• _WORK INSTRUCTION_
Once you find the line with "pub fn build(&self, policy: &Policy)" in the data that follows, repeat it and every line after it exactly, through the line with "let mut crd_spec = Map::new();".
-=-=-
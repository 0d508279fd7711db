//! Gatekeeper manifest generation.
//!
//! Each [`Policy`] becomes a `ConstraintTemplate` and, when it can be
//! instantiated without user input, a `Constraint`.

use std::fmt;
use std::str::FromStr;

use serde_json::{json, Map, Value};
use tracing::{debug, info, warn};

use kanon_core::Policy;

use crate::custom_template::CustomTemplate;
use crate::error::{CompilerError, Result};

/// Target every template is registered for.
pub const ADMISSION_TARGET: &str = "admission.k8s.gatekeeper.sh";

/// API group of ConstraintTemplates.
pub const TEMPLATE_API_GROUP: &str = "templates.gatekeeper.sh";

/// API version of generated Constraints.
pub const CONSTRAINT_API_VERSION: &str = "constraints.gatekeeper.sh/v1beta1";

/// Enforcement action forced by dry-run mode.
const DRYRUN: &str = "dryrun";

/// ConstraintTemplate API version.
#[derive(Debug, Clone, Copy, Default, PartialEq, Eq)]
pub enum TemplateVersion {
    /// `templates.gatekeeper.sh/v1`.
    #[default]
    V1,
    /// `templates.gatekeeper.sh/v1beta1`.
    V1Beta1,
}

impl TemplateVersion {
    /// Returns the version segment of the API version.
    #[must_use]
    pub const fn as_str(&self) -> &'static str {
        match self {
            Self::V1 => "v1",
            Self::V1Beta1 => "v1beta1",
        }
    }

    /// Returns the full `apiVersion` value.
    #[must_use]
    pub fn api_version(&self) -> String {
        format!("{TEMPLATE_API_GROUP}/{}", self.as_str())
    }
}

impl fmt::Display for TemplateVersion {
    fn fmt(&self, f: &mut fmt::Formatter<'_>) -> fmt::Result {
        f.write_str(self.as_str())
    }
}

impl FromStr for TemplateVersion {
    type Err = CompilerError;

    fn from_str(s: &str) -> Result<Self> {
        match s {
            "v1" => Ok(Self::V1),
            "v1beta1" => Ok(Self::V1Beta1),
            other => Err(CompilerError::RenderError {
                what: "ConstraintTemplate".to_string(),
                message: format!("unsupported API version: {other}"),
            }),
        }
    }
}

/// Options controlling manifest generation.
#[derive(Debug, Clone, Default)]
pub struct ManifestOptions {
    /// ConstraintTemplate API version.
    pub template_version: TemplateVersion,
    /// Force `enforcementAction: dryrun` on every Constraint.
    pub dryrun: bool,
    /// Never generate Constraints.
    pub skip_constraints: bool,
    /// Generate Constraints with parameter placeholders for parameterized
    /// policies instead of skipping them.
    pub partial_constraints: bool,
}

impl ManifestOptions {
    /// Creates default options.
    #[must_use]
    pub fn new() -> Self {
        Self::default()
    }

    /// Sets the ConstraintTemplate API version.
    #[must_use]
    pub const fn with_template_version(mut self, version: TemplateVersion) -> Self {
        self.template_version = version;
        self
    }

    /// Sets dry-run mode.
    #[must_use]
    pub const fn with_dryrun(mut self, dryrun: bool) -> Self {
        self.dryrun = dryrun;
        self
    }

    /// Sets whether Constraints are skipped.
    #[must_use]
    pub const fn with_skip_constraints(mut self, skip: bool) -> Self {
        self.skip_constraints = skip;
        self
    }

    /// Sets whether partial Constraints are generated.
    #[must_use]
    pub const fn with_partial_constraints(mut self, partial: bool) -> Self {
        self.partial_constraints = partial;
        self
    }
}

/// Manifests generated for one policy.
#[derive(Debug, Clone, Default, PartialEq)]
pub struct Manifests {
    /// The ConstraintTemplate, unless skipped.
    pub template: Option<Value>,
    /// The Constraint, unless skipped.
    pub constraint: Option<Value>,
}

/// Manifests for one policy, serialized for writing.
#[derive(Debug, Clone, Default, PartialEq, Eq)]
pub struct RenderedManifests {
    /// The ConstraintTemplate document, unless skipped.
    pub template: Option<String>,
    /// The Constraint document, unless skipped.
    pub constraint: Option<String>,
}

/// Builds Gatekeeper manifests from policies.
///
/// # Examples
///
/// ```rust
/// use kanon_compiler::manifest::{ManifestBuilder, ManifestOptions};
/// use kanon_core::{Policy, Severity};
///
/// let policy = Policy::new(
///     "policies/pod-limits/src.rego",
///     "package pod_limits\n",
///     Severity::Violation,
/// );
///
/// let manifests = ManifestBuilder::new(ManifestOptions::new()).build(&policy).unwrap();
/// let template = manifests.template.unwrap();
/// assert_eq!(template["spec"]["crd"]["spec"]["names"]["kind"], "PodLimits");
/// ```
#[derive(Debug, Default)]
pub struct ManifestBuilder {
    options: ManifestOptions,
    template_file: Option<CustomTemplate>,
    constraint_file: Option<CustomTemplate>,
}

impl ManifestBuilder {
    /// Creates a builder.
    #[must_use]
    pub const fn new(options: ManifestOptions) -> Self {
        Self {
            options,
            template_file: None,
            constraint_file: None,
        }
    }

    /// Renders ConstraintTemplates from a custom template.
    #[must_use]
    pub fn with_template_file(mut self, template: CustomTemplate) -> Self {
        self.template_file = Some(template);
        self
    }

    /// Renders Constraints from a custom template.
    #[must_use]
    pub fn with_constraint_file(mut self, template: CustomTemplate) -> Self {
        self.constraint_file = Some(template);
        self
    }

    /// Builds and serializes the manifests for a policy.
    ///
    /// The same skip rules as [`Self::build`] apply. A manifest with a
    /// custom template is rendered from it, any other is written as YAML.
    ///
    /// # Errors
    ///
    /// Returns an error if the enforcement action is invalid or a manifest
    /// cannot be rendered.
    pub fn render(&self, policy: &Policy) -> Result<RenderedManifests> {
        let manifests = self.build(policy)?;

        let template = match (&manifests.template, &self.template_file) {
            (None, _) => None,
            (Some(_), Some(custom)) => Some(custom.render(self.context(policy)?)?),
            (Some(template), None) => Some(to_yaml(template)?),
        };
        let constraint = match (&manifests.constraint, &self.constraint_file) {
            (None, _) => None,
            (Some(_), Some(custom)) => Some(custom.render(self.context(policy)?)?),
            (Some(constraint), None) => Some(to_yaml(constraint)?),
        };

        Ok(RenderedManifests {
            template,
            constraint,
        })
    }

    /// Returns the values custom templates are rendered against.
    ///
    /// Every [`Policy`] field under its camelCase name, plus `match` (the
    /// Constraint match block or null), `enforcementAction` (the action
    /// after dry-run is applied) and `templateApiVersion`.
    ///
    /// # Errors
    ///
    /// Returns an error if the policy cannot be serialized.
    pub fn context(&self, policy: &Policy) -> Result<Value> {
        let mut context = match serde_json::to_value(policy) {
            Ok(Value::Object(map)) => map,
            Ok(_) => Map::new(),
            Err(e) => {
                return Err(CompilerError::RenderError {
                    what: "template context".to_string(),
                    message: e.to_string(),
                })
            }
        };

        let enforcement = if self.options.dryrun {
            DRYRUN
        } else {
            policy.enforcement.as_str()
        };
        context.insert(
            "match".to_string(),
            policy.matchers.to_spec().unwrap_or(Value::Null),
        );
        context.insert("enforcementAction".to_string(), json!(enforcement));
        context.insert(
            "templateApiVersion".to_string(),
            json!(self.options.template_version.api_version()),
        );

        Ok(Value::Object(context))
    }

    /// Builds the manifests for a policy.
    ///
    /// # Errors
    ///
    /// Returns an error if the enforcement action is not one Gatekeeper
    /// accepts.
    pub fn build(&self, policy: &Policy) -> Result<Manifests> {
        let path = policy.path_str();

        if policy.skip_template {
            info!(%path, "Skipping ConstraintTemplate generation due to configuration");
            return Ok(Manifests::default());
        }
        policy.validate_enforcement()?;

        let template = self.template(policy);

        let constraint = if self.options.skip_constraints || policy.skip_constraint {
            info!(%path, "Skipping Constraint generation due to configuration");
            None
        } else if !self.options.partial_constraints && !policy.parameters.is_empty() {
            warn!(%path, "Skipping Constraint generation due to use of parameters");
            None
        } else {
            Some(self.constraint(policy))
        };

        debug!(%path, kind = %policy.kind, "Built manifests");
        Ok(Manifests {
            template: Some(template),
            constraint,
        })
    }

    /// Returns the ConstraintTemplate object.
    #[must_use]
    pub fn template(&self, policy: &Policy) -> Value {
        let mut crd_spec = Map::new();
        crd_spec.insert("names".to_string(), json!({ "kind": policy.kind }));

        if !policy.parameters.is_empty() {
            let properties: Map<String, Value> = policy
                .parameters
                .iter()
                .map(|p| (p.name.clone(), p.schema()))
                .collect();

            let mut schema = Map::new();
            schema.insert("properties".to_string(), Value::Object(properties));
            if self.options.template_version == TemplateVersion::V1 {
                schema.insert("type".to_string(), json!("object"));
            }
            crd_spec.insert(
                "validation".to_string(),
                json!({ "openAPIV3Schema": schema }),
            );
        }

        let mut target = Map::new();
        target.insert("target".to_string(), json!(ADMISSION_TARGET));
        if !policy.dependencies.is_empty() {
            target.insert("libs".to_string(), json!(policy.dependencies));
        }
        target.insert("rego".to_string(), json!(policy.sanitized_source));

        json!({
            "apiVersion": self.options.template_version.api_version(),
            "kind": "ConstraintTemplate",
            "metadata": { "name": policy.name },
            "spec": {
                "crd": { "spec": crd_spec },
                "targets": [target]
            }
        })
    }

    /// Returns the Constraint object.
    #[must_use]
    pub fn constraint(&self, policy: &Policy) -> Value {
        let mut metadata = Map::new();
        metadata.insert("name".to_string(), json!(policy.name));
        if !policy.annotations.is_empty() {
            metadata.insert("annotations".to_string(), json!(policy.annotations));
        }
        if !policy.labels.is_empty() {
            metadata.insert("labels".to_string(), json!(policy.labels));
        }

        let mut spec = Map::new();
        if self.options.dryrun {
            spec.insert("enforcementAction".to_string(), json!(DRYRUN));
        } else if policy.enforcement != kanon_core::policy::DEFAULT_ENFORCEMENT {
            spec.insert("enforcementAction".to_string(), json!(policy.enforcement));
        }
        if let Some(matchers) = policy.matchers.to_spec() {
            spec.insert("match".to_string(), matchers);
        }
        if self.options.partial_constraints && !policy.parameters.is_empty() {
            let placeholders: Map<String, Value> = policy
                .parameters
                .iter()
                .map(|p| (p.name.clone(), Value::Null))
                .collect();
            spec.insert("parameters".to_string(), Value::Object(placeholders));
        }

        let mut constraint = Map::new();
        constraint.insert("apiVersion".to_string(), json!(CONSTRAINT_API_VERSION));
        constraint.insert("kind".to_string(), json!(policy.kind));
        constraint.insert("metadata".to_string(), Value::Object(metadata));
        if !spec.is_empty() {
            constraint.insert("spec".to_string(), Value::Object(spec));
        }

        Value::Object(constraint)
    }
}

/// Serializes a manifest as YAML.
///
/// # Errors
///
/// Returns an error if serialization fails.
pub fn to_yaml(manifest: &Value) -> Result<String> {
    Ok(serde_yaml::to_string(manifest)?)
}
-=-=-
• _RESPONSE AREA_
    pub fn build(&self, policy: &Policy) -> Result<Manifests> {
        let path = policy.path_str();

        if policy.skip_template {
            info!(%path, "Skipping ConstraintTemplate generation due to configuration");
            return Ok(Manifests::default());
        }
        policy.validate_enforcement()?;

        let template = self.template(policy);

        let constraint = if self.options.skip_constraints || policy.skip_constraint {
            info!(%path, "Skipping Constraint generation due to configuration");
            None
        } else if !self.options.partial_constraints && !policy.parameters.is_empty() {
            warn!(%path, "Skipping Constraint generation due to use of parameters");
            None
        } else {
            Some(self.constraint(policy))
        };

        debug!(%path, kind = %policy.kind, "Built manifests");
        Ok(Manifests {
            template: Some(template),
            constraint,
        })
    }

    /// Returns the ConstraintTemplate object.
    #[must_use]
    pub fn template(&self, policy: &Policy) -> Value {
        let mut crd_spec = Map::new();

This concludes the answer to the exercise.